Anche la teoria della battuta d’arresto ha i suoi meriti. Dopo la sua avanzata nel nord della scorsa estate, compresa la cattura di Mosul, Daesh ha avuto a che fare con un notevole nemico, una coalizione di ben 60 Paesi. Mentre gli Stati Uniti hanno condotto centinaia di attacchi aerei, l’Iran ha aumentato il suo sostegno al governo iracheno e alle milizie sciite. Questo ha fatto sì che Daesh perdesse Kobane e Tikrit.

E se questa battuta di arresto potesse portare a un diverso punto di svolta? Finora, la coalizione ha puntato tutto sulle forze terrestri in Iraq, sia quelle governative che quelle curde, per essere dove gli aeri non potevano arrivare. Tuttavia, ci si è accorti che questa strategia raffazzonata è difettosa. Daesh è un oppositore ostinato che ha a disposizione una gamma di tattiche e strategie difficili da scardinare.

Che la saga di Ramadi possa portare a un ripensamento della strategia della coalizione? I segni indicano che poco potrà cambiare. Quello che è chiaro che che gli attacchi aerei da soli non riusciranno a “distruggere definitivamente Daesh”, come auspicato da Obama. Il governo iracheno potrebbe non essersi allontanato troppo dalla dittatura settaria di Nuri al-Maliki, ma Abadi deve ancora dimostrare di poter creare un Paese unito di fronte a potenze come l’Iran che cercano di evitarlo. La sua dipendenza dalle milizie sciite estremiste per combattere i militanti estremisti di Daesh non ha fatto altro che sottolineare non solo che Abadi ha poca scelta, ma anche che non è riuscito ad impegnarsi con le tribù di Anbar.

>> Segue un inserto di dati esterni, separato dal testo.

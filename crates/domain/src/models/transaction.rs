//! Financial transaction domain models.

use chrono::NaiveDateTime;
use serde::{Deserialize, Serialize};
use validator::Validate;

/// Transaction domain model, scoped by tenant.
#[derive(Debug, Clone, PartialEq, Serialize, Deserialize)]
#[serde(rename_all = "snake_case")]
pub struct Transaction {
    pub id: i64,
    pub tenant_id: Option<i64>,
    pub category: String,
    pub amount: f64,
    pub description: Option<String>,
    pub vat_amount: Option<f64>,
    pub account_id: Option<i64>,
    pub payment_type: Option<String>,
    /// Set by the database when the row is written.
    pub date: Option<NaiveDateTime>,
}

/// Request to record a transaction.
#[derive(Debug, Clone, Serialize, Deserialize, Validate)]
#[serde(rename_all = "snake_case")]
pub struct NewTransaction {
    pub tenant_id: i64,
    #[validate(length(min = 1, message = "Category is required"))]
    pub category: String,
    pub amount: f64,
    pub description: Option<String>,
    #[serde(default)]
    pub vat_amount: f64,
    pub account_id: Option<i64>,
    pub payment_type: Option<String>,
}

impl NewTransaction {
    /// Creates a transaction with no VAT, account or payment type.
    pub fn new(tenant_id: i64, category: impl Into<String>, amount: f64) -> Self {
        Self {
            tenant_id,
            category: category.into(),
            amount,
            description: None,
            vat_amount: 0.0,
            account_id: None,
            payment_type: None,
        }
    }
}
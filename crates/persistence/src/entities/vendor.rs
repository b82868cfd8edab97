//! Vendor entity (database row mapping).

use sqlx::FromRow;

use domain::models::Vendor;

/// Database row mapping for the vendors table.
#[derive(Debug, Clone, FromRow)]
pub struct VendorEntity {
    pub id: i64,
    pub name: String,
    pub email: Option<String>,
    pub mobile: Option<String>,
    pub country: String,
    pub city: Option<String>,
    pub sales_agent: Option<String>,
    pub branch: Option<String>,
    pub status: String,
    pub sales_stage: Option<String>,
    pub address: Option<String>,
    pub phone: Option<String>,
    pub website: Option<String>,
    pub description: Option<String>,
    pub account_id: Option<i64>,
}

impl From<VendorEntity> for Vendor {
    fn from(entity: VendorEntity) -> Self {
        Self {
            id: entity.id,
            name: entity.name,
            email: entity.email,
            mobile: entity.mobile,
            country: entity.country,
            city: entity.city,
            sales_agent: entity.sales_agent,
            branch: entity.branch,
            status: entity.status,
            sales_stage: entity.sales_stage,
            address: entity.address,
            phone: entity.phone,
            website: entity.website,
            description: entity.description,
            account_id: entity.account_id,
        }
    }
}

#[cfg(test)]
mod tests {
    use super::*;

    #[test]
    fn test_vendor_entity_to_domain() {
        let entity = VendorEntity {
            id: 3,
            name: "Desert Wheels".to_string(),
            email: Some("ops@desertwheels.example".to_string()),
            mobile: Some("+971500000000".to_string()),
            country: "UAE".to_string(),
            city: Some("Dubai".to_string()),
            sales_agent: None,
            branch: None,
            status: "Lead".to_string(),
            sales_stage: Some("Lead".to_string()),
            address: None,
            phone: None,
            website: None,
            description: None,
            account_id: Some(1),
        };

        let vendor: Vendor = entity.clone().into();
        assert_eq!(vendor.id, entity.id);
        assert_eq!(vendor.email, entity.email);
        assert_eq!(vendor.sales_stage.as_deref(), Some("Lead"));
        assert_eq!(vendor.account_id, Some(1));
    }
}
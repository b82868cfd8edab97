//! Repository implementations for database operations.
//!
//! Every repository holds a [`ConnectionManager`](crate::db::ConnectionManager)
//! and renders its statements for whichever backend is live at call time.

pub mod account;
pub mod booking;
pub mod car;
pub mod customer;
pub mod language;
pub mod pos_machine;
pub mod role;
pub mod transaction;
pub mod translation;
pub mod user;
pub mod vendor;

pub use account::AccountRepository;
pub use booking::BookingRepository;
pub use car::CarRepository;
pub use customer::CustomerRepository;
pub use language::LanguageRepository;
pub use pos_machine::PosMachineRepository;
pub use role::RoleRepository;
pub use transaction::TransactionRepository;
pub use translation::TranslationRepository;
pub use user::UserRepository;
pub use vendor::VendorRepository;
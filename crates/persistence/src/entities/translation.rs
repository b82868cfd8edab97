//! Translation entity (database row mapping).

use sqlx::FromRow;

use domain::models::Translation;

#[derive(Debug, Clone, FromRow)]
pub struct TranslationEntity {
    pub id: i64,
    pub lang_code: Option<String>,
    pub key: String,
    pub value: String,
}

impl From<TranslationEntity> for Translation {
    fn from(entity: TranslationEntity) -> Self {
        Self {
            id: entity.id,
            lang_code: entity.lang_code,
            key: entity.key,
            value: entity.value,
        }
    }
}
//! User entity (database row mapping).

use sqlx::FromRow;

use domain::models::User;

/// Database row mapping for the users table.
#[derive(Debug, Clone, FromRow)]
pub struct UserEntity {
    pub id: i64,
    pub tenant_id: Option<i64>,
    pub username: String,
    pub role_id: Option<i64>,
}

impl From<UserEntity> for User {
    fn from(entity: UserEntity) -> Self {
        Self {
            id: entity.id,
            tenant_id: entity.tenant_id,
            username: entity.username,
            role_id: entity.role_id,
        }
    }
}
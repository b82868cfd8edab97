//! Transaction entity (database row mapping).

use chrono::NaiveDateTime;
use sqlx::FromRow;

use domain::models::Transaction;

/// Database row mapping for the transactions table.
#[derive(Debug, Clone, FromRow)]
pub struct TransactionEntity {
    pub id: i64,
    pub tenant_id: Option<i64>,
    pub category: String,
    pub amount: f64,
    pub description: Option<String>,
    pub vat_amount: Option<f64>,
    pub account_id: Option<i64>,
    pub payment_type: Option<String>,
    pub date: Option<NaiveDateTime>,
}

impl From<TransactionEntity> for Transaction {
    fn from(entity: TransactionEntity) -> Self {
        Self {
            id: entity.id,
            tenant_id: entity.tenant_id,
            category: entity.category,
            amount: entity.amount,
            description: entity.description,
            vat_amount: entity.vat_amount,
            account_id: entity.account_id,
            payment_type: entity.payment_type,
            date: entity.date,
        }
    }
}
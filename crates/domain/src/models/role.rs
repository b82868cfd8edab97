//! Role domain models.

use serde::{Deserialize, Serialize};
use validator::{Validate, ValidationError};

use super::Permissions;

/// Role domain model, scoped by tenant.
#[derive(Debug, Clone, PartialEq, Serialize, Deserialize)]
#[serde(rename_all = "snake_case")]
pub struct Role {
    pub id: i64,
    pub tenant_id: Option<i64>,
    pub name: String,
    /// Comma-delimited capability list as stored.
    pub permissions: String,
}

impl Role {
    /// Parsed capability list.
    pub fn capabilities(&self) -> Permissions {
        Permissions::parse(&self.permissions)
    }
}

/// Request to create a role.
#[derive(Debug, Clone, Serialize, Deserialize, Validate)]
#[serde(rename_all = "snake_case")]
pub struct NewRole {
    #[validate(length(min = 1, max = 50, message = "Name must be 1-50 characters"))]
    pub name: String,
    #[validate(custom(function = "validate_permissions"))]
    pub permissions: Permissions,
    pub tenant_id: Option<i64>,
}

fn validate_permissions(permissions: &Permissions) -> Result<(), ValidationError> {
    if permissions.is_empty() {
        let mut err = ValidationError::new("permissions_empty");
        err.message = Some("At least one permission is required".into());
        return Err(err);
    }
    Ok(())
}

Qualsiasi ripensamento non può basarsi solo su una maggiore forza di muscoli per sconfiggere Daesh. Qualsiasi piano dovrà includere una strategia politica e di comunicazione efficace e con la quale poter lavorare. La coalizione anti-Daesh deve raggiungere tutti i settori della società irachena e dimostrare con convinzione che il futuro dell’Iraq può includere tutte le comunità che lo compongono.

Chris Doyle è direttore del London-based Council for Arab-British Understanding (CAABU).